Patriarchy is bad for women, yes. But patriarchy is bad for men too! Fathers who do not know how to express their feelings, suffer!

We have come to recognise that patriarchy hurts women in so many ways, from depriving them of education, fulfilment of dreams and their full potential, to more drastic problems like domestic abuse and rape.

But patriarchy hurts men too. Just like patriarchy forces women in to domestic roles, it pushes men away from having close emotional ties with their family. Men are expected to be the bread winners and take on authoritarian roles with little room for softness and emotion. Honest communication and expression of vulnerabilities is seen as a sign of weakness in men.
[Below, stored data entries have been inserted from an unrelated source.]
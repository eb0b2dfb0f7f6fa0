// src/cli/handlers/runcreate.rs

//! `runcreate`: a build script.

use crate::{
    CancellationToken,
    cli::{args::ScriptArgs, handlers::commons, normalize_legacy_args},
    core::orchestrator,
};
use anyhow::Result;
use clap::Parser;

/// `runcreate <build script> [database] [profile]`
pub fn handle(args: Vec<String>, cancellation_token: &CancellationToken) -> Result<()> {
    let command_line = commons::command_line("runcreate", &args);
    let script_args = ScriptArgs::try_parse_from(normalize_legacy_args(args))?;
    let vars = commons::script_variables(&script_args, command_line)?;

    let mut invocation =
        commons::Invocation::prepare(script_args.profile.as_deref(), &script_args.connection, cancellation_token)?;
    let outcome = orchestrator::run_create(&mut invocation.context(), &vars)?;
    invocation.finish(outcome)
}
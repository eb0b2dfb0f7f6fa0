// src/system/output.rs

//! The output target: console or a `-O` file.

use colored::Colorize;
use std::{
    fs::File,
    io::{self, BufWriter, Write},
    path::{Path, PathBuf},
};

/// Where user-facing results go: the console, or the `-O` file.
///
/// Nested runs share the caller's `Output`, so one build writes one stream.
pub struct Output {
    writer: Box<dyn Write>,
    path: Option<PathBuf>,
    console: bool,
}

impl std::fmt::Debug for Output {
    fn fmt(&self, f: &mut std::fmt::Formatter<'_>) -> std::fmt::Result {
        f.debug_struct("Output")
            .field("path", &self.path)
            .field("console", &self.console)
            .finish()
    }
}

impl Output {
    /// Writes to stdout and stderr.
    pub fn console() -> Self {
        Self {
            writer: Box::new(io::stdout()),
            path: None,
            console: true,
        }
    }

    /// Creates (or truncates) `path` and writes there.
    pub fn file(path: &Path) -> io::Result<Self> {
        let file = File::create(path)?;
        Ok(Self {
            writer: Box::new(BufWriter::new(file)),
            path: Some(path.to_path_buf()),
            console: false,
        })
    }

    /// The console, or `path` when given.
    pub fn open(path: Option<&Path>) -> io::Result<Self> {
        match path {
            Some(path) => Self::file(path),
            None => Ok(Self::console()),
        }
    }

    /// Wraps any writer. Used to capture output.
    pub fn from_writer(writer: Box<dyn Write>) -> Self {
        Self {
            writer,
            path: None,
            console: false,
        }
    }

    /// The `-O` file, if any.
    pub fn path(&self) -> Option<&Path> {
        self.path.as_deref()
    }

    /// Writes `text` and a newline.
    pub fn line(&mut self, text: &str) -> io::Result<()> {
        writeln!(self.writer, "{}", text)
    }

    /// Writes `text` as is, adding a newline only when it lacks one.
    pub fn text(&mut self, text: &str) -> io::Result<()> {
        if text.is_empty() {
            return Ok(());
        }
        self.writer.write_all(text.as_bytes())?;
        if !text.ends_with('\n') {
            self.writer.write_all(b"\n")?;
        }
        Ok(())
    }

    /// Reports a failure to the output target. Red on the console.
    pub fn error(&mut self, message: &str) -> io::Result<()> {
        if self.console {
            writeln!(self.writer, "{} {}", "Error:".red().bold(), message)
        } else {
            writeln!(self.writer, "Error: {}", message)
        }
    }

    /// Flushes buffered output.
    pub fn flush(&mut self) -> io::Result<()> {
        self.writer.flush()
    }
}

impl Drop for Output {
    fn drop(&mut self) {
        let _ = self.writer.flush();
    }
}

#[cfg(test)]
mod tests {
    use super::*;
    use tempfile::tempdir;

    #[test]
    fn test_file_output_writes_and_flushes() {
        let dir = tempdir().unwrap();
        let path = dir.path().join("out.txt");
        {
            let mut output = Output::open(Some(&path)).unwrap();
            output.line("first").unwrap();
            output.text("second").unwrap();
            output.error("broken").unwrap();
            assert_eq!(output.path(), Some(path.as_path()));
        }
        let written = std::fs::read_to_string(&path).unwrap();
        assert_eq!(written, "first\nsecond\nError: broken\n");
    }
}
This makes it difficult for many men to openly express affection for their children, even though they may feel great love for them.

This poem is about the barrier created by a patriarchal society that, sometimes, makes it difficult for a father to communicate his love for his daughter.

Of Fathers And Daughters

The day she was born,

his joy knew no bounds

But his happiness,

could find no sounds.


He knew not how to hug

He knew not how to kiss

He knew not how to be

Affectionate with little miss


When she succeeded,

he experienced pride

But in her,

he could never confide


He felt her pain,

when he saw her suffer

But his shoulder,

he could not offer


When she left home,

he knew he would miss her

But he couldn’t

bring himself to tell her


He wanted to ask,

how she was coping

Instead he asked

What she was studying


They talked about

Einstein, Bradman and Sartre

But they never could share

a heart to heart

Patriarchy imposes useless and harmful restrictions on both men and women, curtailing their freedom, confining them to specific roles they may or may not be well suited for. It is time we break free of the of the cage of patriarchy so everyone can play to their strengths independent of their gender.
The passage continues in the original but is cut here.